実は、新NISAでは利益分だけを売却しても、非課税枠を賢く維持できる仕組みがあります。しかし、そのルールは複雑で、「簿価残高方式」という聞き慣れない言葉に戸惑う方も少なくありません。

この記事では、新NISAで利益分だけを売却した場合に、非課税枠がどのように管理され、いつ、いくら復活するのかを徹底的に解説します。
具体的な計算例や、実際に一部売却を経験した投資家の声も交えながら、あなたの疑問を解消し、非課税メリットを最大限に活かすための実践的な知識を提供します。
この記事を読めば、もう一部売却で迷うことはありません。自信を持って、あなたの資産をコントロールできるようになるでしょう。
この記事でわかること
- 新NISAで利益分だけ売却する具体的な方法
- 一部売却しても非課税枠を維持できる「簿価残高方式」の仕組み
- 売却後の非課税枠がいつ・いくら復活するのか
- 一部売却で失敗しないための重要な注意点
※この記事では「利益分だけの一部売却」に特化して解説します。そもそも新NISAで利益を出すための全体戦略を正確に把握したい方は、まずはこちらの総合解説記事をご覧ください。
→ 新NISAで利益を出すには?非課税枠を活かす売却と再投資の戦略ガイド

【結論】新NISAで利益分だけ売却は「可能」!ただしルール理解が必須
ここではまず、新NISAで利益分だけを売却することが可能であるという結論と、その背景にあるメリット、そして最も重要な「簿価残高方式」について解説します。
なぜ一部売却が注目されるのか?その背景とメリット
新NISAで利益が出た際、「生活費の足しにしたい」「子どもの教育費に充てたい」「別の投資に回したい」といった理由で、一部だけを現金化したいと考える人は少なくありません。
旧NISAでは一度売却すると非課税枠が減ってしまいましたが、新NISAでは売却した商品の取得価額分の非課税枠が翌年以降に復活するため、より柔軟な資産運用が可能になりました。
この「一部売却」の柔軟性が、新NISAの大きな魅力の一つとして注目されています。
知らないと損!一部売却の核心ルール「簿価残高方式」とは?
新NISAで一部売却を理解する上で、最も重要なキーワードが「簿価残高方式」です。
これは、非課税枠の管理を「購入時の価格(取得価額=簿価)」を基準に行う方式を指します。(出典: 金融庁 NISA特設ウェブサイト)
つまり、商品を売却した場合に復活する非課税枠は、売却時の時価ではなく、その商品を購入した時の価格(簿価)分だけ、ということになります。
売却益(値上がりした利益)部分は、非課税枠の復活には含まれません。
【用語解説】簿価残高方式
新NISAで非課税投資枠を管理する方式のことです。売却した商品の購入時の価格(取得価額)分だけ、翌年以降に非課税枠が復活します。

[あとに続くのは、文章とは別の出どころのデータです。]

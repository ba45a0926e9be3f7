use serde::Deserialize;

/// What the metrics backend said about a query.
#[derive(Debug, Clone, PartialEq)]
pub enum QueryOutcome {
    /// The query ran and the latest non-null point had this value.
    Data(f64),

    /// The query ran but produced no series or only null points.
    NoData,

    /// The backend refused the query (bad syntax, unknown function, bad credentials, ...).
    Rejected(String),
}

impl QueryOutcome {
    /// Classify a successful (2xx) response body.
    pub(super) fn from_body(body: &QueryResponse) -> Self {
        if body.status.as_deref() == Some("error") {
            let message = body.error.clone().unwrap_or_else(|| "unspecified query error".to_string());
            return Self::Rejected(message);
        }

        let Some(series) = body.series.first() else {
            return Self::NoData;
        };

        // A series without an end timestamp never received points.
        if series.end.is_none() {
            return Self::NoData;
        }

        series
            .pointlist
            .iter()
            .rev()
            .find_map(|point| point.get(1).copied().flatten())
            .map_or(Self::NoData, Self::Data)
    }

    /// Classify a 4xx response body.
    pub(super) fn from_client_error(status: u16, body: &str) -> Self {
        let message = serde_json::from_str::<ErrorResponse>(body)
            .ok()
            .filter(|e| !e.errors.is_empty())
            .map_or_else(
                || {
                    let body = body.trim();
                    if body.is_empty() {
                        format!("HTTP {status}")
                    } else {
                        format!("HTTP {status}: {body}")
                    }
                },
                |e| e.errors.join("; "),
            );

        Self::Rejected(message)
    }
}

/// Body of `GET /api/v1/query`.
#[derive(Debug, Default, Deserialize)]
pub(super) struct QueryResponse {
    #[serde(default)]
    status: Option<String>,
    #[serde(default)]
    error: Option<String>,
    #[serde(default)]
    series: Vec<Series>,
}

#[derive(Debug, Default, Deserialize)]
struct Series {
    /// `[timestamp, value]` pairs; either element may be null.
    #[serde(default)]
    pointlist: Vec<Vec<Option<f64>>>,
    #[serde(default)]
    end: Option<f64>,
}

#[derive(Debug, Deserialize)]
struct ErrorResponse {
    #[serde(default)]
    errors: Vec<String>,
}
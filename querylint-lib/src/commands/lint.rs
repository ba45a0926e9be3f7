use super::Host;
use super::common::{ColorMode, LogLevel, init_logging};
use super::config::Config;
use crate::Result;
use crate::backend::MetricsClient;
use crate::validation::{FileReport, Severity, Validator};
use camino::{Utf8Path, Utf8PathBuf};
use clap::Parser;
use core::fmt::Write as _;
use ohno::app_err;
use owo_colors::OwoColorize;
use std::io::Write;

/// Exit codes above this wrap around on most platforms.
const MAX_EXIT_CODE: usize = 255;

#[derive(Parser, Debug)]
pub struct LintArgs {
    /// Metric definition files to validate
    #[arg(value_name = "FILES", required = true)]
    pub files: Vec<Utf8PathBuf>,

    /// Path to configuration file (default is `querylint.toml`)
    #[arg(long, short = 'c', value_name = "PATH")]
    pub config: Option<Utf8PathBuf>,

    /// Datadog API key
    #[arg(long, value_name = "KEY", env = "DD_CLIENT_API_KEY", hide_env_values = true)]
    pub api_key: Option<String>,

    /// Datadog application key
    #[arg(long, value_name = "KEY", env = "DD_CLIENT_APP_KEY", hide_env_values = true)]
    pub app_key: Option<String>,

    /// Root URL of the metrics API, overriding the configuration file
    #[arg(long, value_name = "URL")]
    pub site: Option<String>,

    /// Control when to use colored output
    #[arg(long, value_name = "WHEN", default_value = "auto")]
    pub color: ColorMode,

    /// Set the logging level for diagnostic output
    #[arg(long, value_name = "LEVEL", default_value = "info")]
    pub log_level: LogLevel,
}

/// Validate metric definition files and exit with the number of failures.
///
/// # Errors
///
/// Returns an error if the configuration cannot be loaded, credentials are missing, or
/// the metrics client cannot be created. Problems with individual files are reported as
/// findings, not errors.
pub async fn lint_files<H: Host>(host: &mut H, args: &LintArgs) -> Result<()> {
    init_logging(args.log_level);

    let config = Config::load(Utf8Path::new("."), args.config.as_ref())?;
    let mut options = config.client_options();
    if let Some(site) = &args.site {
        options.site.clone_from(site);
    }

    let api_key = args
        .api_key
        .as_deref()
        .ok_or_else(|| app_err!("no Datadog API key provided; use --api-key or set DD_CLIENT_API_KEY"))?;
    let app_key = args
        .app_key
        .as_deref()
        .ok_or_else(|| app_err!("no Datadog application key provided; use --app-key or set DD_CLIENT_APP_KEY"))?;

    let validator = Validator::new(MetricsClient::new(api_key, app_key, &options)?);

    log::info!("validating {} metric definition(s) against {}", args.files.len(), options.site);
    let reports = validator.validate_files(&args.files).await;

    let mut output = String::new();
    render_reports(&reports, args.color.use_colors(), &mut output)?;
    let _ = write!(host.output(), "{output}");

    let failures: usize = reports.iter().map(FileReport::failures).sum();
    if failures > 0 {
        host.exit(exit_code(failures));
    }

    Ok(())
}

/// Map a failure count to a process exit code that stays non-zero.
fn exit_code(failures: usize) -> i32 {
    i32::try_from(failures.min(MAX_EXIT_CODE)).unwrap_or(i32::MAX)
}

/// Render lint results followed by a one-line summary.
pub fn render_reports<W: core::fmt::Write>(reports: &[FileReport], use_colors: bool, writer: &mut W) -> core::fmt::Result {
    for report in reports {
        if use_colors {
            writeln!(writer, "{}", report.path().bold())?;
        } else {
            writeln!(writer, "{}", report.path())?;
        }

        for finding in report.findings() {
            let label = match finding.severity {
                Severity::Failure => "FAIL",
                Severity::Warning => "WARN",
                Severity::Info => "INFO",
            };
            let label = if use_colors {
                match finding.severity {
                    Severity::Failure => label.red().bold().to_string(),
                    Severity::Warning => label.yellow().bold().to_string(),
                    Severity::Info => label.blue().to_string(),
                }
            } else {
                label.to_string()
            };

            match finding.metric_index {
                Some(index) => writeln!(writer, "  {label} metric #{}: {}", index + 1, finding.message)?,
                None => writeln!(writer, "  {label} {}", finding.message)?,
            }

            if let Some(query) = &finding.query {
                if use_colors {
                    writeln!(writer, "       {}", query.dimmed())?;
                } else {
                    writeln!(writer, "       {query}")?;
                }
            }
        }

        writeln!(writer)?;
    }

    let failures: usize = reports.iter().map(FileReport::failures).sum();
    let warnings: usize = reports.iter().map(FileReport::warnings).sum();
    let mut summary = String::new();
    write!(
        summary,
        "{} checked: {}, {}",
        plural(reports.len(), "file"),
        plural(failures, "failure"),
        plural(warnings, "warning")
    )?;

    if use_colors && failures > 0 {
        writeln!(writer, "{}", summary.red().bold())
    } else if use_colors {
        writeln!(writer, "{}", summary.green().bold())
    } else {
        writeln!(writer, "{summary}")
    }
}

fn plural(count: usize, noun: &str) -> String {
    if count == 1 { format!("1 {noun}") } else { format!("{count} {noun}s") }
}
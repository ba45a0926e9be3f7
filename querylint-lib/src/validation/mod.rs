//! Validating metric definitions against the backend
//!
//! The [`Validator`] loads each definition, analyzes its query, and runs the query and
//! its constituent metrics against the metrics backend. Everything it learns is recorded
//! as [`Finding`]s in a per-file [`FileReport`].

mod file_report;
mod validator;

pub use file_report::{FileReport, Finding, Severity};
pub use validator::Validator;
//! Scanner for bare metric references such as `sum:web.requests{env:prod}.as_count()`.
//!
//! A bare metric is an aggregation prefix and `:`, a dotted metric name, an optional
//! `{...}` tag filter, then any number of `.suffix` segments. Suffix segments may contain
//! parentheses, which is how `.as_count()` or `.fill(null)` are picked up.

use super::{AGGREGATION_PREFIXES, Delimiters};
use core::ops::Range;

const fn is_name_byte(b: u8) -> bool {
    b.is_ascii_alphanumeric() || b == b'.' || b == b'_'
}

const fn is_suffix_byte(b: u8) -> bool {
    b.is_ascii_alphanumeric() || b == b'_' || b == b'(' || b == b')'
}

/// Count the run of bytes starting at `from` that satisfy `pred`.
fn run_len(bytes: &[u8], from: usize, pred: fn(u8) -> bool) -> usize {
    bytes.get(from..).map_or(0, |rest| rest.iter().take_while(|&&b| pred(b)).count())
}

/// Match a bare metric reference starting exactly at `start`, returning its end offset.
fn match_at(bytes: &[u8], delimiters: &Delimiters, start: usize) -> Option<usize> {
    let rest = &bytes[start..];
    let prefix = AGGREGATION_PREFIXES
        .iter()
        .find(|p| rest.starts_with(p.as_bytes()) && rest.get(p.len()) == Some(&b':'))?;

    let name_start = start + prefix.len() + 1;
    let name_len = run_len(bytes, name_start, is_name_byte);
    if name_len == 0 {
        return None;
    }

    let mut end = name_start + name_len;

    // Tag filter is optional; an unterminated one is simply not part of the match.
    if bytes.get(end) == Some(&b'{')
        && let Some(close) = delimiters.next_close_brace(end + 1)
    {
        end = close + 1;
    }

    while bytes.get(end) == Some(&b'.') {
        let suffix_len = run_len(bytes, end + 1, is_suffix_byte);
        if suffix_len == 0 {
            break;
        }
        end += suffix_len + 1;
    }

    Some(end)
}

/// Find all non-overlapping bare metric references in `text`, left to right.
pub fn scan_bare_metrics(text: &str) -> Vec<Range<usize>> {
    let bytes = text.as_bytes();
    let delimiters = Delimiters::new(text);
    let mut found = Vec::new();
    let mut pos = 0;

    while pos < bytes.len() {
        match match_at(bytes, &delimiters, pos) {
            Some(end) => {
                found.push(pos..end);
                pos = end;
            }
            None => pos += 1,
        }
    }

    found
}
use super::{WRAPPER_FUNCTION, extract_metrics, is_composite, unwrap_wrapper};
use core::ops::Range;
use serde::Serialize;

/// One metric reference found inside a query.
#[derive(Debug, Clone, PartialEq, Eq, Serialize)]
pub struct MetricSpan {
    original_text: String,
    clean_text: String,
    has_wrapper: bool,
    wrapper_depth: usize,
    start: usize,
    end: usize,
}

impl MetricSpan {
    pub(super) fn new(original_text: &str, clean_text: &str, wrapper_depth: usize, span: Range<usize>) -> Self {
        Self {
            original_text: original_text.to_string(),
            clean_text: clean_text.to_string(),
            has_wrapper: wrapper_depth > 0,
            wrapper_depth,
            start: span.start,
            end: span.end,
        }
    }

    pub(super) fn bare(query: &str, span: Range<usize>) -> Self {
        let text = &query[span.clone()];
        Self::new(text, text, 0, span)
    }

    /// The metric exactly as written in the query, wrapper calls included.
    #[must_use]
    pub fn original_text(&self) -> &str {
        &self.original_text
    }

    /// The metric with every `default_zero` layer removed.
    #[must_use]
    pub fn clean_text(&self) -> &str {
        &self.clean_text
    }

    #[must_use]
    pub const fn has_wrapper(&self) -> bool {
        self.has_wrapper
    }

    /// Number of `default_zero` layers that were removed.
    #[must_use]
    pub const fn wrapper_depth(&self) -> usize {
        self.wrapper_depth
    }

    #[must_use]
    pub const fn start(&self) -> usize {
        self.start
    }

    #[must_use]
    pub const fn end(&self) -> usize {
        self.end
    }

    /// Byte range of the metric within the analyzed query.
    #[must_use]
    pub const fn span(&self) -> Range<usize> {
        self.start..self.end
    }
}

/// The result of analyzing a single query.
///
/// `has_wrapper`, `inner_query` and `wrapper_depth` describe the first metric only. They
/// predate multi-metric support and are kept for consumers that look at one metric.
#[derive(Debug, Clone, PartialEq, Eq, Serialize)]
pub struct QueryAnalysis {
    original_query: String,
    is_composite: bool,
    has_wrapper: bool,
    inner_query: String,
    wrapper_depth: usize,
    metrics: Vec<MetricSpan>,
}

impl QueryAnalysis {
    #[must_use]
    pub fn original_query(&self) -> &str {
        &self.original_query
    }

    /// Whether the query combines several metrics or applies arithmetic.
    #[must_use]
    pub const fn is_composite(&self) -> bool {
        self.is_composite
    }

    #[must_use]
    pub const fn has_wrapper(&self) -> bool {
        self.has_wrapper
    }

    /// Unwrapped text of the first metric.
    #[must_use]
    pub fn inner_query(&self) -> &str {
        &self.inner_query
    }

    #[must_use]
    pub const fn wrapper_depth(&self) -> usize {
        self.wrapper_depth
    }

    /// Metrics in order of appearance. Never empty.
    #[must_use]
    pub fn metrics(&self) -> &[MetricSpan] {
        &self.metrics
    }
}

/// Analyze a query.
///
/// Simple queries produce exactly one metric spanning the whole input, unwrapped if it
/// is a `default_zero(...)` call. Composite queries are broken into their constituent
/// metrics; if none can be recognized, the whole query is reported as a single metric so
/// that it still gets validated.
#[must_use]
pub fn analyze(query: &str) -> QueryAnalysis {
    let is_composite = is_composite(query);

    let mut metrics = if is_composite { extract_metrics(query) } else { Vec::new() };
    if metrics.is_empty() {
        let (clean, depth) = unwrap_wrapper(query, WRAPPER_FUNCTION);
        metrics.push(MetricSpan::new(query, clean, depth, 0..query.len()));
    }

    let first = &metrics[0];

    QueryAnalysis {
        original_query: query.to_string(),
        is_composite,
        has_wrapper: first.has_wrapper,
        inner_query: first.clean_text.clone(),
        wrapper_depth: first.wrapper_depth,
        metrics,
    }
}

#[cfg(test)]
mod tests {
    use super::*;

    #[test]
    fn test_scenario_simple_metric() {
        let analysis = analyze("avg:system.cpu.user{*}");
        assert!(!analysis.is_composite());
        assert_eq!(analysis.metrics().len(), 1);
        assert!(!analysis.has_wrapper());
        assert_eq!(analysis.wrapper_depth(), 0);
        assert_eq!(analysis.inner_query(), "avg:system.cpu.user{*}");

        let metric = &analysis.metrics()[0];
        assert!(!metric.has_wrapper());
        assert_eq!(metric.span(), 0..22);
    }

    #[test]
    fn test_scenario_nested_wrapper() {
        let analysis = analyze("default_zero(default_zero(avg:system.cpu.user{*}))");
        assert!(!analysis.is_composite());
        assert_eq!(analysis.metrics().len(), 1);
        assert!(analysis.has_wrapper());
        assert_eq!(analysis.wrapper_depth(), 2);
        assert_eq!(analysis.inner_query(), "avg:system.cpu.user{*}");

        let metric = &analysis.metrics()[0];
        assert!(metric.has_wrapper());
        assert_eq!(metric.wrapper_depth(), 2);
        assert_eq!(metric.clean_text(), "avg:system.cpu.user{*}");
    }

    #[test]
    fn test_scenario_two_bare_metrics() {
        let analysis = analyze("avg:system.cpu.user{*} + avg:system.cpu.system{*}");
        assert!(analysis.is_composite());
        assert_eq!(analysis.metrics().len(), 2);
        assert!(analysis.metrics().iter().all(|m| !m.has_wrapper()));
        assert_eq!(analysis.inner_query(), "avg:system.cpu.user{*}");
    }

    #[test]
    fn test_scenario_wrapped_expression() {
        let analysis = analyze(
            "(default_zero(default_zero(avg:m1{t:v}))+default_zero(default_zero(avg:m2{t:v})))/default_zero(avg:m3{t:v})",
        );
        assert!(analysis.is_composite());

        let depths: Vec<_> = analysis.metrics().iter().map(MetricSpan::wrapper_depth).collect();
        assert_eq!(depths, vec![2, 2, 1]);
        assert!(analysis.has_wrapper());
        assert_eq!(analysis.inner_query(), "avg:m1{t:v}");
        assert_eq!(analysis.wrapper_depth(), 2);
    }

    #[test]
    fn test_scenario_mixed_metrics() {
        let analysis = analyze("default_zero(avg:valid{tag:value}) * sum:other{env:prod} / count:third{*}");
        assert!(analysis.is_composite());
        assert_eq!(analysis.metrics().len(), 3);

        let metrics = analysis.metrics();
        assert!(metrics[0].has_wrapper());
        assert_eq!(metrics[0].wrapper_depth(), 1);
        assert_eq!(metrics[0].clean_text(), "avg:valid{tag:value}");
        assert!(!metrics[1].has_wrapper());
        assert_eq!(metrics[1].clean_text(), "sum:other{env:prod}");
        assert!(!metrics[2].has_wrapper());
        assert_eq!(metrics[2].clean_text(), "count:third{*}");
    }

    #[test]
    fn test_wrapper_with_function_suffix() {
        let query = "default_zero(avg:rails.temporal.workflow_task.queue_time.avg{app:persona-web-temporal-worker-retention,env:production,region:us-central1,task_queue:retention}.fill(null))";
        let analysis = analyze(query);
        assert!(!analysis.is_composite());
        assert_eq!(analysis.wrapper_depth(), 1);
        assert_eq!(
            analysis.inner_query(),
            "avg:rails.temporal.workflow_task.queue_time.avg{app:persona-web-temporal-worker-retention,env:production,region:us-central1,task_queue:retention}.fill(null)"
        );
    }

    #[test]
    fn test_spaces_inside_wrapper() {
        let analysis = analyze("default_zero( avg:system.cpu.user{*} )");
        assert!(analysis.has_wrapper());
        assert_eq!(analysis.inner_query(), "avg:system.cpu.user{*}");
    }

    #[test]
    fn test_similar_function_name_is_not_a_wrapper() {
        let query = "default_zero_custom_function(avg:system.cpu.user{*})";
        let analysis = analyze(query);
        assert!(!analysis.is_composite());
        assert!(!analysis.has_wrapper());
        assert_eq!(analysis.metrics().len(), 1);
        assert_eq!(analysis.metrics()[0].clean_text(), query);
    }

    #[test]
    fn test_simple_query_round_trips() {
        for query in [
            "avg:system.cpu.user{*}",
            "default_zero(avg:a{*})",
            "  default_zero( avg:a{*} ) ",
            "not a metric at all",
        ] {
            let analysis = analyze(query);
            assert!(!analysis.is_composite());
            assert_eq!(analysis.original_query(), query);
            assert_eq!(analysis.metrics()[0].original_text(), query);
            assert_eq!(analysis.metrics()[0].span(), 0..query.len());
        }
    }

    #[test]
    fn test_empty_and_blank_input() {
        for query in ["", "   "] {
            let analysis = analyze(query);
            assert!(!analysis.is_composite());
            assert_eq!(analysis.metrics().len(), 1);
            assert!(!analysis.has_wrapper());
            assert_eq!(analysis.metrics()[0].clean_text(), query);
        }
    }

    #[test]
    fn test_unbalanced_simple_wrapper_is_unwrapped_as_nothing() {
        let query = "default_zero(avg:system.cpu.user{*}";
        let analysis = analyze(query);
        assert!(!analysis.has_wrapper());
        assert_eq!(analysis.inner_query(), query);
    }

    #[test]
    fn test_composite_without_metrics_falls_back_to_whole_query() {
        let analysis = analyze("1 + 2");
        assert!(analysis.is_composite());
        assert_eq!(analysis.metrics().len(), 1);
        assert_eq!(analysis.metrics()[0].clean_text(), "1 + 2");
    }

    #[test]
    fn test_two_prefixes_are_always_composite() {
        for query in [
            "avg:a{*}, sum:b{*}",
            "default_zero(avg:a{*}), default_zero(sum:b{*})",
            "default_zero(default_zero(avg:a{*} , max:b{*}))",
        ] {
            assert!(analyze(query).is_composite(), "{query}");
        }
    }

    #[test]
    fn test_serializes_to_json() {
        let analysis = analyze("default_zero(avg:a{*}) + sum:b{*}");
        let json = serde_json::to_value(&analysis).unwrap();
        assert_eq!(json["is_composite"], true);
        assert_eq!(json["metrics"][0]["clean_text"], "avg:a{*}");
        assert_eq!(json["metrics"][0]["wrapper_depth"], 1);
        assert_eq!(json["metrics"][1]["start"], 25);
    }

    #[test]
    fn test_large_unclosed_input() {
        let analysis = analyze(&"avg:a{".repeat(20_000));
        assert!(analysis.is_composite());
        assert_eq!(analysis.metrics().len(), 20_000);

        let query = format!("{}avg:a{{*}} + sum:b", "default_zero(".repeat(20_000));
        let analysis = analyze(&query);
        assert_eq!(analysis.metrics().len(), 2);
        assert!(!analysis.has_wrapper());
        assert_eq!(analysis.inner_query(), "avg:a{*}");
    }
}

多くの人が「売却=枠が減る」と単純に考えがちですが、新NISAの本質は「簿価で管理される生涯の非課税枠」にあるという視点を持つことが、制度を最大限に活用する上で非常に重要だと感じます。
一番知りたい!利益分だけ売却した場合の非課税枠の計算方法
続いて、具体的なケーススタディを通して、利益分だけを売却した場合に非課税枠がどのように計算され、復活するのかを分かりやすく解説します。複雑に感じる計算も、ポイントを押さえれば簡単です。
ケーススタディ:100万円が120万円に!利益20万円分を売却したら?
例えば、あなたが100万円で購入した投資信託が120万円に値上がりしたとします。
ここで、利益分の20万円だけを売却して現金化したい場合、非課税枠はどのように復活するのでしょうか。
この場合、現金化されるのは20万円ですが、非課税枠が復活するのは、売却した20万円が取得価額の何割に相当するかで按分計算されます。
具体的には、取得価額100万円に対し20万円を売却した場合、20万円分の非課税枠が翌年以降に復活します。(出典: 金融庁「NISAの税務上の取扱いについて」)
計算のポイント:売却額ではなく「取得価額」で枠が復活する
重要なのは、売却した金額そのものではなく、売却した商品が購入時にいくらだったか(取得価額)が基準になるという点です。
例えば、100万円で買った商品が200万円に値上がりし、そのうち100万円分を売却したとします。
この場合、売却した100万円は、元々の取得価額100万円の全額に相当するため、100万円分の非課税枠が復活します。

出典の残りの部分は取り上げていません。